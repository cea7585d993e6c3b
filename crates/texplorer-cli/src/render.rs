//! Outline rendering of a localized tree.
//!
//! ```text
//! arrayOfStrings: string[]
//! user: User
//!   name: string
//!   tags?: string[] …
//! ```
//!
//! Nodes that have children beyond `expand_depth` end in `…`.

use colored::Colorize;
use futures::FutureExt;
use futures::future::LocalBoxFuture;
use std::fmt::Write;
use texplorer_common::LocalizedTypeInfoOrError;
use texplorer_localize::{TypeInfoResolver, description, label};

const INDENT: &str = "  ";
const COLLAPSED_MARKER: &str = "…";

#[derive(Debug, Clone, Copy)]
pub struct RenderOptions {
    /// Levels below the root whose children are localized and printed.
    pub expand_depth: u32,
    pub include_type_arguments: bool,
}

impl Default for RenderOptions {
    fn default() -> Self {
        RenderOptions {
            expand_depth: 3,
            include_type_arguments: true,
        }
    }
}

pub async fn render_tree(
    resolver: &TypeInfoResolver,
    root: &LocalizedTypeInfoOrError,
    options: RenderOptions,
) -> String {
    let mut out = String::new();
    render_node(resolver, root, 0, options, &mut out).await;
    out
}

fn render_node<'a>(
    resolver: &'a TypeInfoResolver,
    node: &'a LocalizedTypeInfoOrError,
    depth: u32,
    options: RenderOptions,
    out: &'a mut String,
) -> LocalBoxFuture<'a, ()> {
    async move {
        let has_children = node.info().is_some_and(|info| !info.children.is_empty());
        let collapsed = has_children && depth >= options.expand_depth;
        write_line(out, node, depth, collapsed);

        let Some(info) = node.info() else {
            return;
        };
        if !has_children || collapsed {
            return;
        }
        match resolver
            .localize_children(info, options.include_type_arguments)
            .await
        {
            Ok(children) => {
                for child in &children {
                    render_node(resolver, child, depth + 1, options, out).await;
                }
            }
            Err(err) => {
                let indent = INDENT.repeat(depth as usize + 1);
                let _ = writeln!(out, "{indent}{}", err.to_string().red());
            }
        }
    }
    .boxed_local()
}

fn write_line(out: &mut String, node: &LocalizedTypeInfoOrError, depth: u32, collapsed: bool) {
    let indent = INDENT.repeat(depth as usize);
    let label = label(node);
    let description = description(node);

    let _ = if node.is_error() {
        write!(out, "{indent}{}: {}", label.red().bold(), description.red())
    } else if label == description {
        write!(out, "{indent}{}", label.bold())
    } else {
        write!(out, "{indent}{}: {}", label.bold(), description.cyan())
    };
    if collapsed {
        let _ = write!(out, " {}", COLLAPSED_MARKER.dimmed());
    }
    out.push('\n');
}

#[cfg(test)]
#[path = "../tests/render_tests.rs"]
mod tests;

----------------

Every record must be set down again exactly.

OUTPUT FOR THIS EXERCISE:
repository cea7585d993e6c3b
filename crates/texplorer-cli/src/render.rs
//! Outline rendering of a localized tree.
//!
//! ```text
//! arrayOfStrings: string[]
//! user: User
//!   name: string
//!   tags?: string[] …
//! ```
//!
//! Nodes that have children beyond `expand_depth` end in `…`.

use colored::Colorize;
use futures::FutureExt;
use futures::future::LocalBoxFuture;
use std::fmt::Write;
use texplorer_common::LocalizedTypeInfoOrError;
use texplorer_localize::{TypeInfoResolver, description, label};

const INDENT: &str = "  ";
const COLLAPSED_MARKER: &str = "…";

#[derive(Debug, Clone, Copy)]
pub struct RenderOptions {
    /// Levels below the root whose children are localized and printed.
    pub expand_depth: u32,
    pub include_type_arguments: bool,
}

impl Default for RenderOptions {
    fn default() -> Self {
        RenderOptions {
            expand_depth: 3,
            include_type_arguments: true,
        }
    }
}

pub async fn render_tree(
    resolver: &TypeInfoResolver,
    root: &LocalizedTypeInfoOrError,
    options: RenderOptions,
) -> String {
    let mut out = String::new();
    render_node(resolver, root, 0, options, &mut out).await;
    out
}

fn render_node<'a>(
    resolver: &'a TypeInfoResolver,
    node: &'a LocalizedTypeInfoOrError,
    depth: u32,
    options: RenderOptions,
    out: &'a mut String,
) -> LocalBoxFuture<'a, ()> {
    async move {
        let has_children = node.info().is_some_and(|info| !info.children.is_empty());
        let collapsed = has_children && depth >= options.expand_depth;
        write_line(out, node, depth, collapsed);

        let Some(info) = node.info() else {
            return;
        };
        if !has_children || collapsed {
            return;
        }
        match resolver
            .localize_children(info, options.include_type_arguments)
            .await
        {
            Ok(children) => {
                for child in &children {
                    render_node(resolver, child, depth + 1, options, out).await;
                }
            }
            Err(err) => {
                let indent = INDENT.repeat(depth as usize + 1);
                let _ = writeln!(out, "{indent}{}", err.to_string().red());
            }
        }
    }
    .boxed_local()
}

fn write_line(out: &mut String, node: &LocalizedTypeInfoOrError, depth: u32, collapsed: bool) {
    let indent = INDENT.repeat(depth as usize);
    let label = label(node);
    let description = description(node);

    let _ = if node.is_error() {
        write!(out, "{indent}{}: {}", label.red().bold(), description.red())
    } else if label == description {
        write!(out, "{indent}{}", label.bold())
    } else {
        write!(out, "{indent}{}: {}", label.bold(), description.cyan())
    };
    if collapsed {
        let _ = write!(out, " {}", COLLAPSED_MARKER.dimmed());
    }
    out.push('\n');
}

#[cfg(test)]
#[path = "../tests/render_tests.rs"]
mod tests;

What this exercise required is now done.